The Types of Property Surveys & The Home Buying Process

When buying a home you’ll hear about property surveys.  Each type of property survey has a direct impact on the land and home you’re buying.  The information could include the history of the land, the topography, and the types of insurance and protections you’ll need if you buy it, build on it or invest in it.    

The 9 Types of Property Surveys Include:

  • Property line (also known as the boundary line survey) – These map out the lines of your property, how far your home is from the edge of the land, and this one is given to you by the title company.  
  • ALTA – This covers all characteristics and features of a survey.  
  • Location – These are done to help make sure that the property you are buying is properly zoned.  
  • Construction – These help to determine each of the structures that exist on the property.
  • As-built – This one will outline property lines and also determine where there could be flaws and ways to fix or improve on them.  These recommendations may include features that cross onto a neighbors property like a driveway.
  • Topographic – This one will help you to learn about the topography of your property.
  • Site-planning – These are performed to help determine the way to utilize the space whether it is for residential or commercial use, and how to design the plot of land.
  • Mortgage – This option will show the property lines as defined for what will be covered in a mortgage.
  • Sub division – these are used to help divide the land into smaller plots.

The most common property surveys are the location and the boundary line surveys.  They will more than likely be requested by the title company so be prepared to have them done.  The other types of property surveys are normally only requested under specific circumstances, so you probably do not need to worry about them.

Who Does Property Surveys?

Property surveys are typically done by the National Society of Surveying Professionals.  However the property surveying company you use does not always have to be associated with this organization.

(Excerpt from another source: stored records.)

/// Error types for the debug daemon

use serde_json::json;
use std::fmt;
use thiserror::Error;
use tracelens_core::{BreakpointError, ConfigError, EvaluationError};

/// Result type for daemon operations
pub type DaemonResult<T> = Result<T, DaemonError>;

/// Feature flags that gate request families
#[derive(Debug, Clone, Copy, PartialEq, Eq, Hash, serde::Serialize, serde::Deserialize)]
#[serde(rename_all = "snake_case")]
pub enum Feature {
    Breakpoints,
    PerformanceAnalysis,
    FlowVisualization,
    TokenVisualization,
}

impl fmt::Display for Feature {
    fn fmt(&self, f: &mut fmt::Formatter<'_>) -> fmt::Result {
        let name = match self {
            Feature::Breakpoints => "breakpoints",
            Feature::PerformanceAnalysis => "performance analysis",
            Feature::FlowVisualization => "flow visualization",
            Feature::TokenVisualization => "token visualization",
        };
        write!(f, "{}", name)
    }
}

/// Daemon error types
#[derive(Debug, Error)]
pub enum DaemonError {
    /// Bad or missing bearer token
    #[error("Authentication error: {0}")]
    AuthenticationError(String),

    /// Request against a disabled feature flag
    #[error("Feature disabled: {0}")]
    FeatureDisabled(Feature),

    #[error("Trace not found: {0}")]
    TraceNotFound(String),

    #[error("Workflow not found: {0}")]
    WorkflowNotFound(String),

    /// Malformed or unknown request
    #[error("Invalid request: {0}")]
    InvalidRequest(String),

    #[error("Breakpoint error: {0}")]
    Breakpoint(#[from] BreakpointError),

    #[error("Evaluation error: {0}")]
    Evaluation(#[from] EvaluationError),

    #[error("Configuration error: {0}")]
    Config(String),

    #[error("IO error: {0}")]
    Io(#[from] std::io::Error),

    #[error("Serialization error: {0}")]
    Serialization(String),

    #[error("Connection error: {0}")]
    Connection(String),

    #[error("Metrics error: {0}")]
    Metrics(String),

    /// Session table is full
    #[error("Too many sessions (limit {0})")]
    SessionLimit(usize),
}

impl DaemonError {
    /// Convert to the error payload sent to clients
    pub fn to_client_error(&self) -> serde_json::Value {
        json!({
            "code": self.code(),
            "kind": self.kind(),
            "message": self.to_string(),
        })
    }

    /// Get the error code for this error
    pub fn code(&self) -> i64 {
        match self {
            DaemonError::AuthenticationError(_) => -32001,
            DaemonError::FeatureDisabled(_) => -32002,
            DaemonError::TraceNotFound(_) => -32003,
            DaemonError::WorkflowNotFound(_) => -32004,
            DaemonError::InvalidRequest(_) => -32600,
            DaemonError::Breakpoint(BreakpointError::Evaluation(_)) => -32006,
            DaemonError::Breakpoint(BreakpointError::InvalidCondition(_)) => -32006,
            DaemonError::Breakpoint(_) => -32005,
            DaemonError::Evaluation(_) => -32006,
            DaemonError::Config(_) => -32007,
            DaemonError::Io(_) => -32603,
            DaemonError::Serialization(_) => -32700,
            DaemonError::Connection(_) => -32010,
            DaemonError::Metrics(_) => -32008,
            DaemonError::SessionLimit(_) => -32011,
        }
    }

    /// Machine-readable error kind
    pub fn kind(&self) -> &'static str {
        match self {
            DaemonError::AuthenticationError(_) => "authentication_error",
            DaemonError::FeatureDisabled(_) => "feature_disabled",
            DaemonError::TraceNotFound(_) => "trace_not_found",
            DaemonError::WorkflowNotFound(_) => "workflow_not_found",
            DaemonError::InvalidRequest(_) => "invalid_request",
            DaemonError::Breakpoint(BreakpointError::Evaluation(_))
            | DaemonError::Breakpoint(BreakpointError::InvalidCondition(_))
            | DaemonError::Evaluation(_) => "evaluation_error",
            DaemonError::Breakpoint(_) => "breakpoint_error",
            DaemonError::Config(_) => "config_error",
            DaemonError::Io(_) => "io_error",
            DaemonError::Serialization(_) => "serialization_error",
            DaemonError::Connection(_) => "connection_error",
            DaemonError::Metrics(_) => "metrics_error",
            DaemonError::SessionLimit(_) => "session_limit",
        }
    }
}

impl From<serde_json::error::Error> for DaemonError {
    fn from(e: serde_json::error::Error) -> Self {
        DaemonError::Serialization(e.to_string())
    }
}

impl From<ConfigError> for DaemonError {
    fn from(e: ConfigError) -> Self {
        DaemonError::Config(e.0)
    }
}

impl From<prometheus::Error> for DaemonError {
    fn from(e: prometheus::Error) -> Self {
        DaemonError::Metrics(e.to_string())
    }
}

#[cfg(test)]
mod tests {
    use super::*;

    #[test]
    fn test_feature_disabled_payload() {
        let err = DaemonError::FeatureDisabled(Feature::Breakpoints);
        let payload = err.to_client_error();
        assert_eq!(payload["code"], -32002);
        assert_eq!(payload["kind"], "feature_disabled");
        assert_eq!(payload["message"], "Feature disabled: breakpoints");
    }

    #[test]
    fn test_evaluation_errors_share_kind() {
        let direct: DaemonError = EvaluationError::DivisionByZero.into();
        let wrapped: DaemonError = BreakpointError::Evaluation(EvaluationError::DivisionByZero).into();
        assert_eq!(direct.kind(), "evaluation_error");
        assert_eq!(wrapped.kind(), "evaluation_error");
        assert_eq!(direct.code(), wrapped.code());
    }

    #[test]
    fn test_breakpoint_not_found_kind() {
        let err: DaemonError = BreakpointError::BreakpointNotFound(uuid::Uuid::nil()).into();
        assert_eq!(err.kind(), "breakpoint_error");
        assert_eq!(err.code(), -32005);
    }
}
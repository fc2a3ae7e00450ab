/// Tracelens daemon - main entry point
/// Starts the debug server and waits for a shutdown signal
use clap::Parser;
use std::path::PathBuf;
use tracelens_daemon::{DebugVisualizer, VisualizerConfig};
use tracing::{info, warn};
use tracing_subscriber::EnvFilter;

#[derive(Parser, Debug)]
#[command(
    name = "tracelens-daemon",
    about = "Debug server for tracing and pausing automation engine runs",
    version = env!("CARGO_PKG_VERSION")
)]
struct Args {
    /// Configuration file path
    #[arg(
        short,
        long,
        value_name = "PATH",
        help = "Path to configuration file (TOML)"
    )]
    config: Option<PathBuf>,

    /// Named preset applied on top of the configuration file
    #[arg(
        long,
        value_name = "NAME",
        help = "Configuration preset (development, testing, production)"
    )]
    preset: Option<String>,

    /// WebSocket port
    #[arg(
        short,
        long,
        value_name = "PORT",
        help = "Debug server port (default: 8765)"
    )]
    port: Option<u16>,

    /// Require a bearer token on every connection
    #[arg(long, help = "Refuse connections without a valid token")]
    require_auth: bool,

    /// Accepted bearer token
    #[arg(
        long = "token",
        value_name = "TOKEN",
        help = "Accepted bearer token (repeatable)"
    )]
    tokens: Vec<String>,

    /// Log level
    #[arg(
        short,
        long,
        value_name = "LEVEL",
        help = "Log level (trace, debug, info, warn, error)"
    )]
    log_level: Option<String>,

    /// Enable verbose logging
    #[arg(short, long, help = "Enable verbose output")]
    verbose: bool,
}

#[tokio::main]
async fn main() -> anyhow::Result<()> {
    let args = Args::parse();

    // Load configuration
    let mut config = VisualizerConfig::load_or_default(args.config.as_deref())?;
    if let Some(name) = &args.preset {
        config.apply_preset(name)?;
    }

    // Apply CLI overrides
    if let Some(port) = args.port {
        config.server.port = port;
    }
    if args.require_auth {
        config.server.require_auth = true;
    }
    config.server.auth_tokens.extend(args.tokens);
    if let Some(level) = args.log_level {
        config.logging.level = level;
    }

    // Setup logging
    let log_level = if args.verbose {
        "debug"
    } else {
        config.logging.level.as_str()
    };
    tracing_subscriber::fmt()
        .with_env_filter(EnvFilter::from_default_env().add_directive(log_level.parse()?))
        .with_target(false)
        .with_thread_ids(false)
        .with_line_number(true)
        .init();

    info!("Starting Tracelens daemon v{}", tracelens_daemon::VERSION);
    if let Some(path) = &args.config {
        info!("Loaded configuration from: {}", path.display());
    }
    if let Some(name) = &args.preset {
        info!("Applied preset: {}", name);
    }

    // Validate configuration
    config.validate()?;

    info!(
        "Authentication: {}",
        if config.server.require_auth { "REQUIRED" } else { "OPTIONAL" }
    );

    let visualizer = DebugVisualizer::new(config)?;
    visualizer.start().await?;

    let ctrl_c = async {
        if let Err(e) = tokio::signal::ctrl_c().await {
            warn!("Failed to listen for CTRL+C: {}", e);
            std::future::pending::<()>().await;
        }
    };

    #[cfg(unix)]
    let terminate = async {
        match tokio::signal::unix::signal(tokio::signal::unix::SignalKind::terminate()) {
            Ok(mut signal) => {
                signal.recv().await;
            }
            Err(e) => {
                warn!("Failed to install SIGTERM handler: {}", e);
                std::future::pending::<()>().await;
            }
        }
    };

    #[cfg(not(unix))]
    let terminate = std::future::pending::<()>();

    tokio::select! {
        () = ctrl_c => {
            info!("Received CTRL+C signal");
        },
        () = terminate => {
            info!("Received SIGTERM signal");
        },
    }

    info!("Shutting down daemon...");
    visualizer.stop().await;
    let stats = visualizer.get_stats();
    info!(
        "Tracelens daemon stopped ({} traces started, {} suspensions)",
        stats.collector.traces_started, stats.breakpoints.suspensions
    );
    Ok(())
}
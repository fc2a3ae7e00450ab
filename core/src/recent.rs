/// Insertion-ordered set that forgets its oldest members once it holds more
/// than `capacity` of them.
use std::collections::{HashMap, VecDeque};
use std::hash::Hash;

#[derive(Debug)]
pub(crate) struct RecentSet<K> {
    /// Member -> generation it was inserted at
    members: HashMap<K, u64>,
    order: VecDeque<(K, u64)>,
    capacity: usize,
    generation: u64,
}

impl<K: Eq + Hash + Clone> RecentSet<K> {
    pub(crate) fn new(capacity: usize) -> Self {
        Self {
            members: HashMap::new(),
            order: VecDeque::new(),
            capacity: capacity.max(1),
            generation: 0,
        }
    }

    pub(crate) fn contains(&self, key: &K) -> bool {
        self.members.contains_key(key)
    }

    /// Insert `key`. Returns false when it was already a member, and the
    /// number of members forgotten to stay within capacity.
    pub(crate) fn insert(&mut self, key: K) -> (bool, usize) {
        if self.members.contains_key(&key) {
            return (false, 0);
        }
        self.generation += 1;
        self.members.insert(key.clone(), self.generation);
        self.order.push_back((key, self.generation));

        let mut forgotten = 0;
        while self.members.len() > self.capacity {
            let Some((oldest, generation)) = self.order.pop_front() else {
                break;
            };
            // Stale entries left behind by remove() are skipped
            if self.members.get(&oldest) == Some(&generation) {
                self.members.remove(&oldest);
                forgotten += 1;
            }
        }

        if self.order.len() > self.capacity.saturating_mul(2) {
            let members = &self.members;
            self.order
                .retain(|(key, generation)| members.get(key) == Some(generation));
        }
        (true, forgotten)
    }

    pub(crate) fn remove(&mut self, key: &K) -> bool {
        self.members.remove(key).is_some()
    }

    pub(crate) fn retain(&mut self, mut keep: impl FnMut(&K) -> bool) {
        self.members.retain(|key, _| keep(key));
    }

    #[cfg(test)]
    pub(crate) fn len(&self) -> usize {
        self.members.len()
    }
}
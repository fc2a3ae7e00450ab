/// Tracelens daemon: WebSocket debug server and visualizer orchestrator
/// Serves collected traces, breakpoint control and performance reports to debug clients
pub mod auth;
pub mod config;
pub mod errors;
pub mod handlers;
pub mod metrics;
pub mod protocol;
pub mod server;
pub mod session;
pub mod visualizer;

// Re-export commonly used types
pub use auth::{AuthContext, AuthManager};
pub use config::{FeatureFlags, LoggingConfig, PresetRecord, ServerConfig, VisualizerConfig, PRESETS};
pub use errors::{DaemonError, DaemonResult, Feature};
pub use handlers::DebugHandlers;
pub use metrics::{ServerMetrics, ServerStats};
pub use protocol::{parse_request, DebugRequest, ServerMessage};
pub use server::DebugServer;
pub use session::{DebugSession, SessionManager, SubscriptionFilter};
pub use visualizer::{DebugVisualizer, LifecycleStatus, VisualizerStats};

/// Daemon version
pub const VERSION: &str = env!("CARGO_PKG_VERSION");

#[cfg(test)]
mod tests {
    use super::*;

    #[test]
    fn test_version() {
        assert!(!VERSION.is_empty());
    }
}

When selecting a title company, they’ll be able to recommend a property surveyor that they trust, so you know you’ll be in good hands. 

How Much Does a Property Survey Cost?

Property surveys can range from $100 to $1,000+.  It all depends on the history of the property, the structures that exist, and the type of survey you need done.  You are paying for the surveyor’s time, not a flat fee for a specific project.  

Where Can I Find Previous Property Surveys of My Home?

The title company who worked with you when you bought your home, or whomever sold you your title insurance policy will have access to any surveys done on the property.  That is where you should start. If nobody has a record, you may want to contact the closest title company to you and ask who they would recommend for a survey.  

Why Are Property Surveys Important And Which Do I Need?

Property surveys are important because they help you to determine what you own, what may become public property in specific situations, if you’re zoned properly, and to help settle land disputes with neighbors.  

Property line or boundary surveys are the most important and most common.  You need them to determine where and how far you can extend your home.  You’ll need to have one completed if you want to build a fence and need to know where the posts and border should be.  This survey also helps to settle arguments with neighbors if they feel you’re driveaway or the structures on your land cross over to their property.  With that said, the others are important too.

Floodplain and topographical property surveys will let you know if you should buy flood insurance, or what could potentially happen with a natural disaster.  Site planning will give you the information to properly design the space of your property whether you’re adding a pool, building an addition or tearing down a home and rebuilding it from scratch.  

Property surveys are an important part of buying a property and it can be risky to not have them done.  If your property is not zoned correctly, if you have the wrong structures, or if your structures cross over onto your neighbors property, you could have someone lay claim to your home or get fined.  That is why it is important to have them done. It is a peace of mind you won’t want to pass up.